◆ **Activity**
Every line of the records below that has the word "Unauthenticated" should be copied.

[Collected data entries]

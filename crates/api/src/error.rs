//! Unified error handling with Sentry integration.
//!
//! Provides a unified `AppError` type that captures server-side errors to
//! Sentry before responding to the client. All route handlers should return
//! `Result<T, AppError>`.

use axum::{
    Json,
    http::StatusCode,
    response::{IntoResponse, Response},
};
use serde_json::json;
use thiserror::Error;

use crate::db::RepositoryError;
use crate::services::auth::AuthError;
use crate::services::guard::GuardError;

/// Application-level error type for the API.
#[derive(Debug, Error)]
pub enum AppError {
    /// Database operation failed.
    #[error("Database error: {0}")]
    Database(#[from] RepositoryError),

    /// Authentication/approval operation failed.
    #[error("Auth error: {0}")]
    Auth(#[from] AuthError),

    /// Authorization guard refused the request.
    #[error("Guard error: {0}")]
    Guard(#[from] GuardError),

    /// Resource not found (or belongs to another store).
    #[error("Not found: {0}")]
    NotFound(String),

    /// Role lacks permission for the store-scoped resource.
    #[error("Forbidden: {0}")]
    Forbidden(String),

    /// State conflict (duplicate email, terminal approval state).
    #[error("Conflict: {0}")]
    Conflict(String),

    /// Bad request from client.
    #[error("Bad request: {0}")]
    BadRequest(String),

    /// Internal server error.
    #[error("Internal error: {0}")]
    Internal(String),
}

impl AppError {
    /// Whether this is a server-side failure worth reporting.
    fn is_server_error(&self) -> bool {
        matches!(
            self,
            Self::Database(RepositoryError::Database(_) | RepositoryError::DataCorruption(_))
                | Self::Internal(_)
                | Self::Guard(GuardError::Repository(_))
                | Self::Auth(AuthError::Repository(_) | AuthError::PasswordHash)
        )
    }

    fn status(&self) -> StatusCode {
        match self {
            Self::Database(err) => match err {
                RepositoryError::Conflict(_) => StatusCode::CONFLICT,
                RepositoryError::NotFound => StatusCode::NOT_FOUND,
                RepositoryError::Database(_) | RepositoryError::DataCorruption(_) => {
                    StatusCode::INTERNAL_SERVER_ERROR
                }
            },
            Self::Internal(_) => StatusCode::INTERNAL_SERVER_ERROR,
            Self::Guard(err) => match err {
                GuardError::Unauthenticated => StatusCode::UNAUTHORIZED,
                GuardError::Unprovisioned | GuardError::PendingApproval => StatusCode::FORBIDDEN,
                GuardError::Repository(_) => StatusCode::INTERNAL_SERVER_ERROR,
            },
            Self::Auth(err) => match err {
                AuthError::InvalidCredentials => StatusCode::UNAUTHORIZED,
                AuthError::UserAlreadyExists | AuthError::InvalidTransition { .. } => {
                    StatusCode::CONFLICT
                }
                AuthError::WeakPassword(_) | AuthError::InvalidEmail(_) => StatusCode::BAD_REQUEST,
                AuthError::NotOwner | AuthError::AccountRejected => StatusCode::FORBIDDEN,
                AuthError::UserNotFound => StatusCode::NOT_FOUND,
                AuthError::Repository(_) | AuthError::PasswordHash => {
                    StatusCode::INTERNAL_SERVER_ERROR
                }
            },
            Self::NotFound(_) => StatusCode::NOT_FOUND,
            Self::Forbidden(_) => StatusCode::FORBIDDEN,
            Self::Conflict(_) => StatusCode::CONFLICT,
            Self::BadRequest(_) => StatusCode::BAD_REQUEST,
        }
    }

    /// Client-facing message; internal details never leak.
    fn message(&self) -> String {
        match self {
            Self::Database(err) => match err {
                RepositoryError::Conflict(msg) => msg.clone(),
                RepositoryError::NotFound => "Not found".to_string(),
                RepositoryError::Database(_) | RepositoryError::DataCorruption(_) => {
                    "Internal server error".to_string()
                }
            },
            Self::Internal(_) => "Internal server error".to_string(),
            Self::Guard(err) => match err {
                GuardError::Unauthenticated => "Authentication required".to_string(),
                GuardError::Unprovisioned => "No store assigned".to_string(),
                GuardError::PendingApproval => "Account pending approval".to_string(),
                GuardError::Repository(_) => "Internal server error".to_string(),
            },
            Self::Auth(err) => match err {
                AuthError::InvalidCredentials => "Invalid credentials".to_string(),
                AuthError::UserAlreadyExists => {
                    "An account with this email already exists".to_string()
                }
                AuthError::WeakPassword(msg) => msg.clone(),
                AuthError::InvalidEmail(_) => "Invalid email address".to_string(),
                AuthError::NotOwner => "Only the store owner can do this".to_string(),
                AuthError::AccountRejected => "Account has been rejected".to_string(),
                AuthError::InvalidTransition { from, .. } => {
                    format!("Approval status is already {from}")
                }
                AuthError::UserNotFound => "User not found".to_string(),
                AuthError::Repository(_) | AuthError::PasswordHash => {
                    "Internal server error".to_string()
                }
            },
            _ => self.to_string(),
        }
    }

    /// Holding-page redirect for browser clients, where one applies.
    const fn redirect(&self) -> Option<&'static str> {
        match self {
            Self::Guard(GuardError::Unauthenticated) => Some("/login"),
            Self::Guard(GuardError::Unprovisioned) => Some("/complete-profile"),
            Self::Guard(GuardError::PendingApproval) => Some("/pending-approval"),
            _ => None,
        }
    }
}

impl IntoResponse for AppError {
    fn into_response(self) -> Response {
        if self.is_server_error() {
            let event_id = sentry::capture_error(&self);
            tracing::error!(
                error = %self,
                sentry_event_id = %event_id,
                "Request error"
            );
        }

        let mut body = json!({ "error": self.message() });
        if let Some(redirect) = self.redirect()
            && let Some(map) = body.as_object_mut()
        {
            map.insert("redirect".to_string(), json!(redirect));
        }

        (self.status(), Json(body)).into_response()
    }
}

/// Result type alias for `AppError`.
pub type Result<T> = std::result::Result<T, AppError>;

#[cfg(test)]
mod tests {
    use super::*;

    #[test]
    fn test_guard_statuses() {
        assert_eq!(
            AppError::Guard(GuardError::Unauthenticated).status(),
            StatusCode::UNAUTHORIZED
        );
        assert_eq!(
            AppError::Guard(GuardError::Unprovisioned).status(),
            StatusCode::FORBIDDEN
        );
        assert_eq!(
            AppError::Guard(GuardError::PendingApproval).status(),
            StatusCode::FORBIDDEN
        );
    }

    #[test]
    fn test_guard_redirects() {
        assert_eq!(
            AppError::Guard(GuardError::Unprovisioned).redirect(),
            Some("/complete-profile")
        );
        assert_eq!(
            AppError::Guard(GuardError::PendingApproval).redirect(),
            Some("/pending-approval")
        );
        assert_eq!(AppError::NotFound("x".into()).redirect(), None);
    }

    #[test]
    fn test_internal_details_do_not_leak() {
        let err = AppError::Internal("connection string postgres://secret".into());
        assert_eq!(err.message(), "Internal server error");
    }

    #[test]
    fn test_conflict_statuses() {
        assert_eq!(
            AppError::Auth(AuthError::UserAlreadyExists).status(),
            StatusCode::CONFLICT
        );
        assert_eq!(
            AppError::Conflict("sku".into()).status(),
            StatusCode::CONFLICT
        );
        let dup = AppError::Database(RepositoryError::Conflict("sku exists".into()));
        assert_eq!(dup.status(), StatusCode::CONFLICT);
        assert_eq!(dup.message(), "sku exists");
        assert!(!dup.is_server_error());
    }
}
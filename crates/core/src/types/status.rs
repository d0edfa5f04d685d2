//! Status and role enums for PostKasir entities.
//!
//! These are stored as TEXT in the database; repositories convert through
//! `Display`/`FromStr`, treating unknown values as data corruption.

use serde::{Deserialize, Serialize};

/// A user's role within their store.
#[derive(Debug, Clone, Copy, PartialEq, Eq, Hash, Serialize, Deserialize)]
#[serde(rename_all = "snake_case")]
pub enum Role {
    /// Owns the store: can approve/reject staff and manage everything.
    Owner,
    /// Day-to-day cashier/inventory access within the store.
    Staff,
}

impl std::fmt::Display for Role {
    fn fmt(&self, f: &mut std::fmt::Formatter<'_>) -> std::fmt::Result {
        match self {
            Self::Owner => write!(f, "owner"),
            Self::Staff => write!(f, "staff"),
        }
    }
}

impl std::str::FromStr for Role {
    type Err = String;

    fn from_str(s: &str) -> Result<Self, Self::Err> {
        match s {
            "owner" => Ok(Self::Owner),
            "staff" => Ok(Self::Staff),
            _ => Err(format!("invalid role: {s}")),
        }
    }
}

/// Approval state for newly registered users.
///
/// New registrations start as [`Pending`](Self::Pending) and are moved to a
/// terminal state by a store owner. There is no self-service path out of
/// [`Rejected`](Self::Rejected).
#[derive(Debug, Clone, Copy, PartialEq, Eq, Hash, Serialize, Deserialize, Default)]
#[serde(rename_all = "snake_case")]
pub enum ApprovalStatus {
    /// Awaiting an owner's decision. May log in to view status only.
    #[default]
    Pending,
    /// Full access, subject to store assignment.
    Approved,
    /// Denied. Terminal without manual data correction.
    Rejected,
}

impl ApprovalStatus {
    /// Whether this status is terminal (no further transitions allowed).
    #[must_use]
    pub const fn is_terminal(self) -> bool {
        matches!(self, Self::Approved | Self::Rejected)
    }

    /// Whether a transition to `next` is allowed.
    ///
    /// Only `pending -> approved` and `pending -> rejected` are legal.
    #[must_use]
    pub const fn can_transition_to(self, next: Self) -> bool {
        matches!(
            (self, next),
            (Self::Pending, Self::Approved) | (Self::Pending, Self::Rejected)
        )
    }
}

impl std::fmt::Display for ApprovalStatus {
    fn fmt(&self, f: &mut std::fmt::Formatter<'_>) -> std::fmt::Result {
        match self {
            Self::Pending => write!(f, "pending"),
            Self::Approved => write!(f, "approved"),
            Self::Rejected => write!(f, "rejected"),
        }
    }
}

impl std::str::FromStr for ApprovalStatus {
    type Err = String;

    fn from_str(s: &str) -> Result<Self, Self::Err> {
        match s {
            "pending" => Ok(Self::Pending),
            "approved" => Ok(Self::Approved),
            "rejected" => Ok(Self::Rejected),
            _ => Err(format!("invalid approval status: {s}")),
        }
    }
}

/// Currency a store prices its inventory in (ISO 4217 code).
#[derive(Debug, Clone, Copy, PartialEq, Eq, Hash, Serialize, Deserialize, Default)]
#[serde(rename_all = "UPPERCASE")]
pub enum Currency {
    /// Indonesian rupiah.
    #[default]
    Idr,
    /// United States dollar.
    Usd,
    /// Singapore dollar.
    Sgd,
    /// Euro.
    Eur,
}

impl Currency {
    /// The ISO 4217 code for this currency.
    #[must_use]
    pub const fn code(self) -> &'static str {
        match self {
            Self::Idr => "IDR",
            Self::Usd => "USD",
            Self::Sgd => "SGD",
            Self::Eur => "EUR",
        }
    }
}

impl std::fmt::Display for Currency {
    fn fmt(&self, f: &mut std::fmt::Formatter<'_>) -> std::fmt::Result {
        write!(f, "{}", self.code())
    }
}

impl std::str::FromStr for Currency {
    type Err = String;

    fn from_str(s: &str) -> Result<Self, Self::Err> {
        match s.to_ascii_uppercase().as_str() {
            "IDR" => Ok(Self::Idr),
            "USD" => Ok(Self::Usd),
            "SGD" => Ok(Self::Sgd),
            "EUR" => Ok(Self::Eur),
            _ => Err(format!("invalid currency code: {s}")),
        }
    }
}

◆ **Response box**
                GuardError::Unauthenticated => StatusCode::UNAUTHORIZED,
                GuardError::Unauthenticated => "Authentication required".to_string(),
            Self::Guard(GuardError::Unauthenticated) => Some("/login"),
            AppError::Guard(GuardError::Unauthenticated).status(),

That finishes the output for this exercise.